- _Data for review_:
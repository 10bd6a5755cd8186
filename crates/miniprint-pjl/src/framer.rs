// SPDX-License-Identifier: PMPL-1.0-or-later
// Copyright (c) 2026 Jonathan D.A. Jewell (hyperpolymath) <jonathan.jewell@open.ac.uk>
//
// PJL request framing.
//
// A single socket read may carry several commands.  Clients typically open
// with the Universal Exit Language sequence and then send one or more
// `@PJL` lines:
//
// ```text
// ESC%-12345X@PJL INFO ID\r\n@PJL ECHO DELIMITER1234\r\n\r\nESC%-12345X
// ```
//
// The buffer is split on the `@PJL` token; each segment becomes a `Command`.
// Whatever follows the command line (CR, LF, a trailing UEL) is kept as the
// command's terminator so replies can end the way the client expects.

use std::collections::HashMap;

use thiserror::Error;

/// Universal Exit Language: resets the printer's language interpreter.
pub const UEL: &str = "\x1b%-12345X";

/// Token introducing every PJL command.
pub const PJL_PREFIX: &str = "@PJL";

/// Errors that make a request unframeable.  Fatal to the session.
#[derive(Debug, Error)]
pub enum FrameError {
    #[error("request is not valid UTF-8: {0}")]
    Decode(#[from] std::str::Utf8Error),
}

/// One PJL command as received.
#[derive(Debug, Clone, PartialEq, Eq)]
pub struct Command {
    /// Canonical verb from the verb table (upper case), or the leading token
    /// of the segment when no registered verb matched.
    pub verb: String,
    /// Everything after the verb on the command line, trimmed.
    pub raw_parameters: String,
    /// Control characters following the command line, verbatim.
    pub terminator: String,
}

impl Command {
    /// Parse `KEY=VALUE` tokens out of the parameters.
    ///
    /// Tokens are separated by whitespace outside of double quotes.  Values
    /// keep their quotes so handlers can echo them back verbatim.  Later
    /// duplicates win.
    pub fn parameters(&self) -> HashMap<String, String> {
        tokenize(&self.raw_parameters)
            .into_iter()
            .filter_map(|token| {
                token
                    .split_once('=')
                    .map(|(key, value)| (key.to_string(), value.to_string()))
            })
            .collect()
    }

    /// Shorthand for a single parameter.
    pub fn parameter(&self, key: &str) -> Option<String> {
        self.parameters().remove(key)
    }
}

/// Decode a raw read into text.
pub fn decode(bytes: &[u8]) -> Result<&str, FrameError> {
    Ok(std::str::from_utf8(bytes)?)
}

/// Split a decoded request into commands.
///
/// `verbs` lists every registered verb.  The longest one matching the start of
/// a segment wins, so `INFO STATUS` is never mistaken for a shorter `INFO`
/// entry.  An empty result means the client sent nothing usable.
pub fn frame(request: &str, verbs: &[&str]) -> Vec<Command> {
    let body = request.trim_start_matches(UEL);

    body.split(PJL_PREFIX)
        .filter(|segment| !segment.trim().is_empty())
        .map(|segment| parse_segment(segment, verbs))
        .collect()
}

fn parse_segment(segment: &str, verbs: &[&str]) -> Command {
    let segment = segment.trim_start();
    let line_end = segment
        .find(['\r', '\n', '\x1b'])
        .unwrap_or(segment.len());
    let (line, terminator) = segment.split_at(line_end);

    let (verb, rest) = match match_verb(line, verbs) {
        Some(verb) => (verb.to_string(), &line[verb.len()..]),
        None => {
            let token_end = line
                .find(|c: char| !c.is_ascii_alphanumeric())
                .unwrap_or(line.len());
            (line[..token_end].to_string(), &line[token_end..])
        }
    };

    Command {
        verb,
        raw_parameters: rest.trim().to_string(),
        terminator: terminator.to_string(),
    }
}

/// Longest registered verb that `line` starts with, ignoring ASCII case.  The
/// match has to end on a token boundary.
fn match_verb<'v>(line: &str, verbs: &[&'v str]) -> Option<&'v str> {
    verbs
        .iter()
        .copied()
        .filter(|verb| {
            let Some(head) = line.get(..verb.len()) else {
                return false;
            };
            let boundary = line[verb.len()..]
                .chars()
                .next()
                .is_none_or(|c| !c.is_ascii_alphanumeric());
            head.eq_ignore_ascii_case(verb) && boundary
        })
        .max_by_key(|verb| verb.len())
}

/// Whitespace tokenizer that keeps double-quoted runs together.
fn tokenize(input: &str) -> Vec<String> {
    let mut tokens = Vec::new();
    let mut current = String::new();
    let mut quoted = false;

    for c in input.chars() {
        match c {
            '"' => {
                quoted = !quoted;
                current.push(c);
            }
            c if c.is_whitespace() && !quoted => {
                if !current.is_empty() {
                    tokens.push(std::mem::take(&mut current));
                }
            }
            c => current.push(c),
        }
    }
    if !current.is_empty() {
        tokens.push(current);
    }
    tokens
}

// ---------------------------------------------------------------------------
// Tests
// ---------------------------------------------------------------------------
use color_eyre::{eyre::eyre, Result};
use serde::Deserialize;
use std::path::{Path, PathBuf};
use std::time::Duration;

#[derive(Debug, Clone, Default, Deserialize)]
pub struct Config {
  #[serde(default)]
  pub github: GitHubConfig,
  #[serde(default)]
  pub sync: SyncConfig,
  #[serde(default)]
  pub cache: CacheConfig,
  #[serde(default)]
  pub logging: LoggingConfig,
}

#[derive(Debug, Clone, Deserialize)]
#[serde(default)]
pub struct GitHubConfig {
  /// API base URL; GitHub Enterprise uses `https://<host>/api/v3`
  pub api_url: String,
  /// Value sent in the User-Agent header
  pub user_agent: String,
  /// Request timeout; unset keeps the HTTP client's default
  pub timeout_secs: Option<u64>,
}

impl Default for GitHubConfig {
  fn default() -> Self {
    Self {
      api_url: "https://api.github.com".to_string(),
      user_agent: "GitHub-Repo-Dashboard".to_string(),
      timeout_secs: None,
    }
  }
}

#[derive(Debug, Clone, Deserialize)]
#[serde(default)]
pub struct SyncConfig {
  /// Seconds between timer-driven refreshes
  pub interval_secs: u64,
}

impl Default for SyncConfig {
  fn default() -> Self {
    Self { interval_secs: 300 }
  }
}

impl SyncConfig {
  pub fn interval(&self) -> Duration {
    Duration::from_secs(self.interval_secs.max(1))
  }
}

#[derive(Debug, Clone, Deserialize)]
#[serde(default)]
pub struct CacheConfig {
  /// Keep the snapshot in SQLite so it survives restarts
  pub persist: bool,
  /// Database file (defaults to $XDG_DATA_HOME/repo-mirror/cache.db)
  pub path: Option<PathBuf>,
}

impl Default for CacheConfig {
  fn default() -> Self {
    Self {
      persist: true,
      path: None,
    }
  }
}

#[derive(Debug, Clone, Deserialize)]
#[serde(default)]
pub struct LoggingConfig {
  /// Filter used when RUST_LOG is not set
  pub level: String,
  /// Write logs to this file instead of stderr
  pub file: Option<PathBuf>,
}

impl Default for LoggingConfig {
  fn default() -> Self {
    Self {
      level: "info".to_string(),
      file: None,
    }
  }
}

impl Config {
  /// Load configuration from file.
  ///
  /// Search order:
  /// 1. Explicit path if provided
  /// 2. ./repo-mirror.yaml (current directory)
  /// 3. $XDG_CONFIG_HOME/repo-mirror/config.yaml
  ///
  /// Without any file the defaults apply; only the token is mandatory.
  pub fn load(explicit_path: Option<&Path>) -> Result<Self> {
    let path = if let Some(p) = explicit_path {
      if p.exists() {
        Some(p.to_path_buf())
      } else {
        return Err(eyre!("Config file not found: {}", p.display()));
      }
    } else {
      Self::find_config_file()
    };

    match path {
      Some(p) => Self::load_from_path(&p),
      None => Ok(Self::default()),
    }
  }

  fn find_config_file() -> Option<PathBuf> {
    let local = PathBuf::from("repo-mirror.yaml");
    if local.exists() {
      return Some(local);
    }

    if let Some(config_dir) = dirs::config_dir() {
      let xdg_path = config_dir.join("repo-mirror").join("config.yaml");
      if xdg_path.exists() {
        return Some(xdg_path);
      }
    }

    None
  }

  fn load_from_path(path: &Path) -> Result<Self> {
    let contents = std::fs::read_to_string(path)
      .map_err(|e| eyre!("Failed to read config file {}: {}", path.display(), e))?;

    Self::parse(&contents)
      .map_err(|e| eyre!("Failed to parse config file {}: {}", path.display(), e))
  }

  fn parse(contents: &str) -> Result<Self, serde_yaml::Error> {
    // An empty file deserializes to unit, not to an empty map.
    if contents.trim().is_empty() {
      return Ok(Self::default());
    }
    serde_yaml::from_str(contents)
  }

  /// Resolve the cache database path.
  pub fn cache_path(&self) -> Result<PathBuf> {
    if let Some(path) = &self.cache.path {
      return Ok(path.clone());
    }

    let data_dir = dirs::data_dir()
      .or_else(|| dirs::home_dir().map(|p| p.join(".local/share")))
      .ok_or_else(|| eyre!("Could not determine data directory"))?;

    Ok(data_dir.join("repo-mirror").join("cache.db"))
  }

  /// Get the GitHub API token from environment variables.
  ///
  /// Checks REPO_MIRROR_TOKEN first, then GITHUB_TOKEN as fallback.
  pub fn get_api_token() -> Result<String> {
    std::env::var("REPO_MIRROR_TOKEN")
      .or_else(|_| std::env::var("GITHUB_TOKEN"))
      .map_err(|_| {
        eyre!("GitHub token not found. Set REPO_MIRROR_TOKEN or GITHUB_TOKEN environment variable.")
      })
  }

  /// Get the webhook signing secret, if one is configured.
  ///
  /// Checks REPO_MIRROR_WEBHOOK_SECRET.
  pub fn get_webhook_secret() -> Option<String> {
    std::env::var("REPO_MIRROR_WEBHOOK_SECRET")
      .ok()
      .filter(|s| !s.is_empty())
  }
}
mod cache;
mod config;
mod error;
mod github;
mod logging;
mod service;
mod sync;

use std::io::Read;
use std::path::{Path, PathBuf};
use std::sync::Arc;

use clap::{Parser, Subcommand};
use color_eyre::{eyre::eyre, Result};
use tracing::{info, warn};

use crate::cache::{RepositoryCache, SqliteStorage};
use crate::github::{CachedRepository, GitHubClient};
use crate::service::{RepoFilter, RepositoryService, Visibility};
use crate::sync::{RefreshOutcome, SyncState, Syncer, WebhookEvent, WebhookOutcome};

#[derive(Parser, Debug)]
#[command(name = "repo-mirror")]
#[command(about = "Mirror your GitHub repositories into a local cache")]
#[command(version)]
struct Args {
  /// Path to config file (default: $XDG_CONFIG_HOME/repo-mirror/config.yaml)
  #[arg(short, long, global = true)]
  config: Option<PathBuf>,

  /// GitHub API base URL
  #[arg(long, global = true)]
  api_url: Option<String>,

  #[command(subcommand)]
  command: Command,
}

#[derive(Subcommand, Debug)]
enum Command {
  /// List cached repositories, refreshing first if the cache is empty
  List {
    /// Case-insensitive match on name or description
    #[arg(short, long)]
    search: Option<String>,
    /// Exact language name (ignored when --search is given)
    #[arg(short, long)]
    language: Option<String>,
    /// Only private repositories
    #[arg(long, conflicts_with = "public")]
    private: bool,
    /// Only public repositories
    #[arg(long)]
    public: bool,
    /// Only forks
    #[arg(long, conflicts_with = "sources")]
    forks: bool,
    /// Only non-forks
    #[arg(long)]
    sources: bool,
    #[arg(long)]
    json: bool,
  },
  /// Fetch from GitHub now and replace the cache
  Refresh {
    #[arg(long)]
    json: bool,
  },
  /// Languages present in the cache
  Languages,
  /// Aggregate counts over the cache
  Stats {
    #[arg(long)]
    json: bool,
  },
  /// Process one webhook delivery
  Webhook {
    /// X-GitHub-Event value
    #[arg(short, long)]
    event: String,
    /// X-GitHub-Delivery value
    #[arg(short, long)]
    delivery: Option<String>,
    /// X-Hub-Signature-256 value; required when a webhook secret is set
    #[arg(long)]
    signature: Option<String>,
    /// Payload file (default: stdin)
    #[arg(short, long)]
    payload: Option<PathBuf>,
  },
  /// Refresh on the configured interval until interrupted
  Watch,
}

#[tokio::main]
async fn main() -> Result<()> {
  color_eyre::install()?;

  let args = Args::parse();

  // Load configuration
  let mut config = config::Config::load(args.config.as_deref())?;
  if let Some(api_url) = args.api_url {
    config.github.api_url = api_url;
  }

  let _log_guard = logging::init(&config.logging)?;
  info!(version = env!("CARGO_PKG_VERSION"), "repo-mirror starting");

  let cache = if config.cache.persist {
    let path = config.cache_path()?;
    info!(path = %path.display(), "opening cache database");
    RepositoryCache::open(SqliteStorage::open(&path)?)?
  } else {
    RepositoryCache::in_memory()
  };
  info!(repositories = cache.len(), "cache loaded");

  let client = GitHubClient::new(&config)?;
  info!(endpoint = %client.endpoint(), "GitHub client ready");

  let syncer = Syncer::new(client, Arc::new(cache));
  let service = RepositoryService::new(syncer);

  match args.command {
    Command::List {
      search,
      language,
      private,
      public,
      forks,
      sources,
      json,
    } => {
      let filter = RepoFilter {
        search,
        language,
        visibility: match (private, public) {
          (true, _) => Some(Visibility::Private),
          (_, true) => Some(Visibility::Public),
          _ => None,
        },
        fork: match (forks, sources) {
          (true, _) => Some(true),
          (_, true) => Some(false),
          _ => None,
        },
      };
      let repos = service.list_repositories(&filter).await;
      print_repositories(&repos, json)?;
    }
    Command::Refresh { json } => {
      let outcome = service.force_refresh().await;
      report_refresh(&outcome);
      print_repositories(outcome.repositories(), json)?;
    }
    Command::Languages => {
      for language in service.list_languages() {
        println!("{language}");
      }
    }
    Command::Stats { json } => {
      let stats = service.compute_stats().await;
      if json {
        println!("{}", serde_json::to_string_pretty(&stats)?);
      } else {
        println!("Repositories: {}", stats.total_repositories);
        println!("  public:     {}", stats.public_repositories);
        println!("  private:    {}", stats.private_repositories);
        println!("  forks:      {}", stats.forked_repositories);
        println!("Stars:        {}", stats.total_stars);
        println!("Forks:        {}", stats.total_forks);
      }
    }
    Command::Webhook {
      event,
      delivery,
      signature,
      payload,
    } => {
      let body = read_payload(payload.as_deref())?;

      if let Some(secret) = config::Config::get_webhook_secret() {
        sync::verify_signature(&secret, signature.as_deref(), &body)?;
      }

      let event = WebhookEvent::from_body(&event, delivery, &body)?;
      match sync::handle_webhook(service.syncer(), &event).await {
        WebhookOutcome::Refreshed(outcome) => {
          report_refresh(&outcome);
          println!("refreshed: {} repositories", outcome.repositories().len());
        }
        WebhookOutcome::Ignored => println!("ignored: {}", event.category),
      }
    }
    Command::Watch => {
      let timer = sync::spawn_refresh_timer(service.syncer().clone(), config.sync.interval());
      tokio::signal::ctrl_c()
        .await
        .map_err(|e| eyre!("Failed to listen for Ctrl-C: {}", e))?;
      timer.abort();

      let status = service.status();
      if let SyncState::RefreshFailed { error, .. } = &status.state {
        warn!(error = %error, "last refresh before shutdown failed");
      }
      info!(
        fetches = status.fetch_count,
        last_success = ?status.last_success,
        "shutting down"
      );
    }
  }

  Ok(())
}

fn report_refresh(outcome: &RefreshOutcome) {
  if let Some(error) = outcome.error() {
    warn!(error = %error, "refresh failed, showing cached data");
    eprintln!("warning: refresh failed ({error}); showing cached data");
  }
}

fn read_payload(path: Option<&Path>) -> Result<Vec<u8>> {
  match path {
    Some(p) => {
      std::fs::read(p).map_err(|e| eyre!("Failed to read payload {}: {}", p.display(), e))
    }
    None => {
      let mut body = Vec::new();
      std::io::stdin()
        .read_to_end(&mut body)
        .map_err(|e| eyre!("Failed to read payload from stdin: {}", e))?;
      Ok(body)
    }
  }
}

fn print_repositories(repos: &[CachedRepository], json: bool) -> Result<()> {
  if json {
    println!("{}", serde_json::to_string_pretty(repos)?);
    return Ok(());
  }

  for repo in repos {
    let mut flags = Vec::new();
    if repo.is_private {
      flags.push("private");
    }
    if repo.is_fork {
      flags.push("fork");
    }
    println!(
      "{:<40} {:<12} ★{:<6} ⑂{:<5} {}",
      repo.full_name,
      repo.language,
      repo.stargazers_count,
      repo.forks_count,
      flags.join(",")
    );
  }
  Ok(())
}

- _Problem to solve_: After locating the line holding "Jewell (hyperpolymath) <jonathan.jewell@open.ac.uk>" above, output exactly that line and every line after it through the line holding "kept as the". Include nothing else.

- _Your solution_:
// Copyright (c) 2026 Jonathan D.A. Jewell (hyperpolymath) <jonathan.jewell@open.ac.uk>
//
// PJL request framing.
//
// A single socket read may carry several commands.  Clients typically open
// with the Universal Exit Language sequence and then send one or more
// `@PJL` lines:
//
// ```text
// ESC%-12345X@PJL INFO ID\r\n@PJL ECHO DELIMITER1234\r\n\r\nESC%-12345X
// ```
//
// The buffer is split on the `@PJL` token; each segment becomes a `Command`.
// Whatever follows the command line (CR, LF, a trailing UEL) is kept as the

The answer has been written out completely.